_Prompt:_ Check each line of the material below for "MappingDictionary", then copy the ones that contain it.

_Source material:_
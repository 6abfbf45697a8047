/// Domain types for Libra
mod album;
mod artist;
mod kind;
mod linked_source;
mod playable;
mod playlist;
mod track;
mod user;
mod version;
mod video;

use std::collections::BTreeMap;

pub use album::Album;
pub use artist::Artist;
pub use kind::{MediaType, PlayableKind, SourceType};
pub use linked_source::LinkedSource;
pub use playable::{Entity, Linkable, LyricBearing, Playable, Sourced};
pub use playlist::Playlist;
pub use track::Track;
pub use user::{DatabaseUser, User};
pub use version::Version;
pub use video::Video;

/// Free-form metadata attached to an entity
pub type Metadata = BTreeMap<String, serde_json::Value>;

/// Language code to text (lyrics, subtitles)
pub type LanguageMap = BTreeMap<String, String>;

/// Permission name to value
pub type Permissions = BTreeMap<String, String>;
//! paymigrate transform - migration pipeline for SourcePay call sites
//!
//! This crate turns detected endpoints into applied migrations:
//! - Transformer and live-validation contracts for external collaborators
//! - The per-endpoint migration state machine and the sequential bulk loop
//! - Heuristic validation of transformer output
//! - Hash-verified file backups and a capped, exportable migration history

#![warn(clippy::all, clippy::pedantic)]
#![allow(clippy::module_name_repetitions)]

pub mod bulk;
pub mod cancellation;
pub mod engine;
pub mod export;
pub mod history;
pub mod rollback;
pub mod transformers;
pub mod types;
pub mod validation;

// Re-export main types for convenience
pub use bulk::BulkCoordinator;
pub use cancellation::CancellationToken;
pub use engine::{EngineConfig, MigrationEngine};
pub use export::{analyze_results, export_history, ExportFormat, ResultsAnalysis};
pub use history::{HistoryStatistics, HistoryStore};
pub use rollback::{BackupManager, BackupMetadata, BackupStatistics};
pub use transformers::{CodeTransformer, LiveValidator};
pub use types::{
    BulkMigrationOptions, BulkMigrationResult, MigrationHistoryEntry, MigrationOptions, MigrationPhase,
    MigrationProgress, MigrationResult, TransformationRequest, TransformationResponse,
};
pub use validation::{ResponseValidator, ValidationInput, ValidationOutcome};

/// Result type for migration operations
pub type Result<T> = std::result::Result<T, TransformError>;

/// Error types for migration operations
#[derive(Debug, thiserror::Error)]
pub enum TransformError {
    /// I/O operation failed
    #[error("I/O error: {0}")]
    Io(#[from] std::io::Error),

    /// Endpoint type has no entry in the mapping dictionary
    #[error("no mapping for endpoint type: {0}")]
    NoMapping(String),

    /// Export or import format not recognized
    #[error("Unsupported format: {0}")]
    UnsupportedFormat(String),

    /// Transformer reported failure or returned no code
    #[error("code generation failed: {0}")]
    Generation(String),

    /// Live file no longer matches what was detected
    #[error("could not locate original code: {0}")]
    Drift(String),

    /// Backup creation failed
    #[error("Backup error: {0}")]
    Backup(String),

    /// Rollback error
    #[error("Rollback error: {0}")]
    Rollback(String),

    /// History or backup metadata could not be persisted
    #[error("Persistence error: {0}")]
    Persistence(String),

    /// Imported history document has the wrong shape
    #[error("Invalid import: {0}")]
    InvalidImport(String),

    /// Bulk run stopped at the first failure
    #[error("bulk migration aborted at endpoint {endpoint_id}: {error}")]
    BulkAborted { endpoint_id: String, error: String },

    /// paymigrate core error
    #[error("Core error: {0}")]
    Core(#[from] paymigrate_core::Error),

    /// Utility error
    #[error("Utility error: {0}")]
    Util(#[from] paymigrate_utils::UtilError),

    /// JSON serialization error
    #[error("JSON error: {0}")]
    Json(#[from] serde_json::Error),
}
impl MigrationEngine {
    /// Open the backup store and history named by `config`
    pub async fn new(
        config: EngineConfig,
        resolver: MappingResolver,
        transformer: Arc<dyn CodeTransformer>,
    ) -> Result<Self> {
        let backups = BackupManager::open(&config.backup_directory).await?;
        let history = match &config.history_file {
            Some(path) => HistoryStore::open(path, config.max_history_entries).await,
            None => HistoryStore::in_memory(config.max_history_entries),
        };
        let validator = ResponseValidator::new(resolver.dictionary());

        info!(
            "Migration engine ready (transformer: {}, {} history entries)",
            transformer.name(),
            history.get_migration_history().len()
        );
        Ok(Self {
            config,
            resolver,
            transformer,
            validator,
            backups,
            history,
        })
    }

    /// Build an engine from the typed pipeline configuration
    pub async fn from_pipeline_config(pipeline: &PipelineConfig, transformer: Arc<dyn CodeTransformer>) -> Result<Self> {
        let dictionary = match &pipeline.mapping_dictionary {
            Some(path) => MappingDictionary::load(path)?,
            None => MappingDictionary::builtin()?,
        };
        Self::new(EngineConfig::from(pipeline), MappingResolver::new(dictionary), transformer).await
    }

    pub fn config(&self) -> &EngineConfig {
        &self.config
    }

    pub fn resolver(&self) -> &MappingResolver {
        &self.resolver
    }

    pub fn history(&self) -> &HistoryStore {
        &self.history
    }

    pub fn history_mut(&mut self) -> &mut HistoryStore {
        &mut self.history
    }

    pub fn backups(&self) -> &BackupManager {
        &self.backups
    }

    pub fn backups_mut(&mut self) -> &mut BackupManager {
        &mut self.backups
    }

    /// Hot-reload the mapping dictionary; the current one stays on failure
    pub fn reload_mappings(&mut self, path: &Path) -> Result<()> {
        self.resolver.reload(path)?;
        self.validator = ResponseValidator::new(self.resolver.dictionary());
        Ok(())
    }

    /// Apply the per-file retention policy from the configuration
    pub async fn cleanup_backups(&mut self) -> usize {
        self.backups.cleanup_old_backups(self.config.max_backups_per_file).await
    }

    /// Migrate one endpoint.
    ///
    /// Never returns an error: every failure is reported in the result.
    /// Failures after mapping resolution are also recorded in history.
    pub async fn migrate_endpoint(
        &mut self,
        endpoint: &DetectedEndpoint,
        options: &MigrationOptions,
        mut progress: Option<ProgressCallback<'_>>,
    ) -> MigrationResult {
        let started = Instant::now();
        let mut attempt = Attempt {
            migration_id: Uuid::new_v4().to_string(),
            migrated_code: String::new(),
            validation: None,
            backup_id: None,
            confidence: 0.0,
        };

        let outcome = self.run_phases(endpoint, options, &mut attempt, &mut progress).await;
        let elapsed_ms = u64::try_from(started.elapsed().as_millis()).unwrap_or(u64::MAX);

        match outcome {
            Ok(()) => {
                notify(&mut progress, MigrationPhase::Complete, 100, "Migration complete");
                info!(
                    "Migrated {} at {}:{} (confidence {:.2})",
                    endpoint.endpoint_type, endpoint.file_path, endpoint.line_number, attempt.confidence
                );
                Self::build_result(endpoint, attempt, elapsed_ms, None)
            }
            Err(failure) => {
                let error = failure.error.to_string();
                notify(&mut progress, MigrationPhase::Failed, 100, error.clone());
                warn!(
                    "Migration of {} at {}:{} failed: {}",
                    endpoint.endpoint_type, endpoint.file_path, endpoint.line_number, error
                );

                if failure.recorded {
                    self.history
                        .add_entry(MigrationHistoryEntry {
                            id: attempt.migration_id.clone(),
                            timestamp: Utc::now(),
                            file_path: endpoint.file_path.clone(),
                            line_number: endpoint.line_number,
                            endpoint_type: endpoint.endpoint_type,
                            original_code: endpoint.code.clone(),
                            migrated_code: attempt.migrated_code.clone(),
                            success: false,
                            error: Some(error.clone()),
                            rollback: None,
                        })
                        .await;
                }
                Self::build_result(endpoint, attempt, elapsed_ms, Some(error))
            }
        }
    }

    async fn run_phases(
        &mut self,
        endpoint: &DetectedEndpoint,
        options: &MigrationOptions,
        attempt: &mut Attempt,
        progress: &mut Option<ProgressCallback<'_>>,
    ) -> std::result::Result<(), PhaseFailure> {
        notify(
            progress,
            MigrationPhase::Analyzing,
            0,
            format!("Resolving mapping for {}", endpoint.endpoint_type.display_name()),
        );
        let mapping = self
            .resolver
            .resolve_mapping(endpoint.endpoint_type)
            .mapping()
            .cloned()
            .ok_or_else(|| PhaseFailure::configuration(TransformError::NoMapping(endpoint.endpoint_type.to_string())))?;
        let mapping_rules = self.resolver.flatten_rules(&mapping);

        notify(
            progress,
            MigrationPhase::Generating,
            20,
            format!("Requesting code from {}", self.transformer.name()),
        );
        let surrounding_code = match tokio::fs::read(&endpoint.file_path).await {
            Ok(bytes) => surrounding_context(
                &decode_text_lossy(&bytes),
                endpoint.line_number,
                endpoint.code.lines().count(),
                self.config.context_lines_before,
                self.config.context_lines_after,
            ),
            Err(e) => {
                warn!("No context for {}: {}", endpoint.file_path, e);
                String::new()
            }
        };
        let request = TransformationRequest {
            code: endpoint.code.clone(),
            language: endpoint.language,
            endpoint_type: endpoint.endpoint_type,
            mapping_rules,
            surrounding_code,
        };

        let response = self
            .transformer
            .transform(&request)
            .await
            .map_err(|e| PhaseFailure::recorded(TransformError::Generation(e.to_string())))?;
        if !response.success {
            let reason = response
                .error
                .unwrap_or_else(|| "transformer reported failure".to_string());
            return Err(PhaseFailure::recorded(TransformError::Generation(reason)));
        }
        let raw = response
            .code
            .filter(|code| !code.trim().is_empty())
            .ok_or_else(|| PhaseFailure::recorded(TransformError::Generation("transformer returned no code".to_string())))?;
        let migrated = extract_code(&raw).ok_or_else(|| {
            PhaseFailure::recorded(TransformError::Generation("no code found in transformer response".to_string()))
        })?;
        attempt.migrated_code.clone_from(&migrated);

        if options.validate {
            notify(progress, MigrationPhase::Validating, 40, "Validating generated code");
            let outcome = self.validator.validate(&ValidationInput {
                raw_response: &raw,
                original_code: &endpoint.code,
                language: endpoint.language,
                endpoint_type: Some(endpoint.endpoint_type),
                transformer_confidence: response.confidence,
            });
            if outcome.review_required {
                info!(
                    "Migration {} needs review (validation confidence {:.2}, quality {})",
                    attempt.migration_id, outcome.confidence, outcome.quality.score
                );
            }
            attempt.validation = Some(outcome);
        }

        if options.create_backup {
            let backup = self
                .backups
                .create_backup(
                    Path::new(&endpoint.file_path),
                    Some(&attempt.migration_id),
                    Some("before migration"),
                )
                .await
                .map_err(PhaseFailure::recorded)?;
            attempt.backup_id = Some(backup.id);
        }

        notify(
            progress,
            MigrationPhase::Applying,
            70,
            format!("Applying to {}:{}", endpoint.file_path, endpoint.line_number),
        );
        let original_bytes = self
            .apply(endpoint, &migrated)
            .await
            .map_err(PhaseFailure::recorded)?;

        attempt.confidence = self.field_coverage_confidence(endpoint, &mapping);
        self.history
            .add_entry(MigrationHistoryEntry {
                id: attempt.migration_id.clone(),
                timestamp: Utc::now(),
                file_path: endpoint.file_path.clone(),
                line_number: endpoint.line_number,
                endpoint_type: endpoint.endpoint_type,
                original_code: endpoint.code.clone(),
                migrated_code: migrated,
                success: true,
                error: None,
                rollback: Some(RollbackPayload::capture(original_bytes)),
            })
            .await;
        Ok(())
    }

    /// Replace the detected snippet in the live file; returns the prior bytes
    async fn apply(&self, endpoint: &DetectedEndpoint, migrated: &str) -> Result<Vec<u8>> {
        let path = Path::new(&endpoint.file_path);
        let content = tokio::fs::read(path)
            .await
            .map_err(|e| TransformError::Drift(format!("{} is unreadable: {e}", endpoint.file_path)))?;

        if self.config.strict_drift_check {
            if let Some(expected) = &endpoint.content_hash {
                if content_hash(&decode_text_lossy(&content)) != *expected {
                    return Err(TransformError::Drift(format!(
                        "{} changed since detection",
                        endpoint.file_path
                    )));
                }
            }
        }

        let snippet = endpoint.code.as_bytes();
        let start = locate_snippet(&content, snippet, endpoint.line_number).ok_or_else(|| {
            TransformError::Drift(format!("{}:{}", endpoint.file_path, endpoint.line_number))
        })?;

        let mut updated = Vec::with_capacity(content.len() + migrated.len());
        updated.extend_from_slice(&content[..start]);
        updated.extend_from_slice(migrated.as_bytes());
        updated.extend_from_slice(&content[start + snippet.len()..]);
        write_atomic(path, &updated).await?;

        Ok(content)
    }

    /// 0.5 + field richness (0.05 per field, up to 0.3) + 0.2 x fraction of fields with a rule
    fn field_coverage_confidence(&self, endpoint: &DetectedEndpoint, mapping: &EndpointMapping) -> f64 {
        let detected = endpoint.ssl_fields.len();
        if detected == 0 {
            return BASE_CONFIDENCE;
        }

        let covered = endpoint
            .ssl_fields
            .iter()
            .filter(|field| self.resolver.covers_field(mapping, field))
            .count();
        let richness = (FIELD_RICHNESS_STEP * detected as f64).min(FIELD_RICHNESS_CAP);
        let coverage = FIELD_COVERAGE_WEIGHT * covered as f64 / detected as f64;
        (BASE_CONFIDENCE + richness + coverage).clamp(0.0, 1.0)
    }

    fn build_result(
        endpoint: &DetectedEndpoint,
        attempt: Attempt,
        elapsed_ms: u64,
        error: Option<String>,
    ) -> MigrationResult {
        let diff = if attempt.migrated_code.is_empty() {
            LineDiff::default()
        } else {
            LineDiff::compute(&endpoint.code, &attempt.migrated_code)
        };

        MigrationResult {
            success: error.is_none(),
            original_code: endpoint.code.clone(),
            migrated_code: attempt.migrated_code,
            diff,
            validation: attempt.validation,
            metadata: MigrationMetadata {
                migration_id: attempt.migration_id,
                endpoint_type: endpoint.endpoint_type,
                confidence: attempt.confidence,
                elapsed_ms,
                file_path: endpoint.file_path.clone(),
                line_number: endpoint.line_number,
                backup_id: attempt.backup_id,
            },
            error,
        }
    }

    /// Restore the file content recorded before a successful migration.
    ///
    /// `Ok(false)` means bytes were written but the restored file does not
    /// hash to the recorded value; treat the file as being in an unknown state.
    pub async fn rollback_migration(&self, migration_id: &str) -> Result<bool> {
        let entry = self
            .history
            .find(migration_id)
            .ok_or_else(|| TransformError::Rollback(format!("no migration with id {migration_id}")))?;
        let payload = entry
            .rollback
            .as_ref()
            .ok_or_else(|| TransformError::Rollback(format!("migration {migration_id} has no rollback payload")))?;

        let path = Path::new(&entry.file_path);
        write_atomic(path, payload.bytes()).await?;
        let restored = tokio::fs::read(path).await?;

        let verified = content_hash_bytes(&restored) == payload.content_hash;
        if verified {
            info!("Rolled back migration {} in {}", migration_id, entry.file_path);
        } else {
            warn!(
                "Rollback of {} wrote {} but the content hash does not match",
                migration_id, entry.file_path
            );
        }
        Ok(verified)
    }

    /// Restore a file from one of its backups
    pub async fn restore_backup(&self, backup_id: &str) -> Result<bool> {
        let backup = self
            .backups
            .find(backup_id)
            .ok_or_else(|| TransformError::Rollback(format!("no backup with id {backup_id}")))?;
        Ok(self.backups.restore(backup).await)
    }
}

_Task output:_
            Some(path) => MappingDictionary::load(path)?,
            None => MappingDictionary::builtin()?,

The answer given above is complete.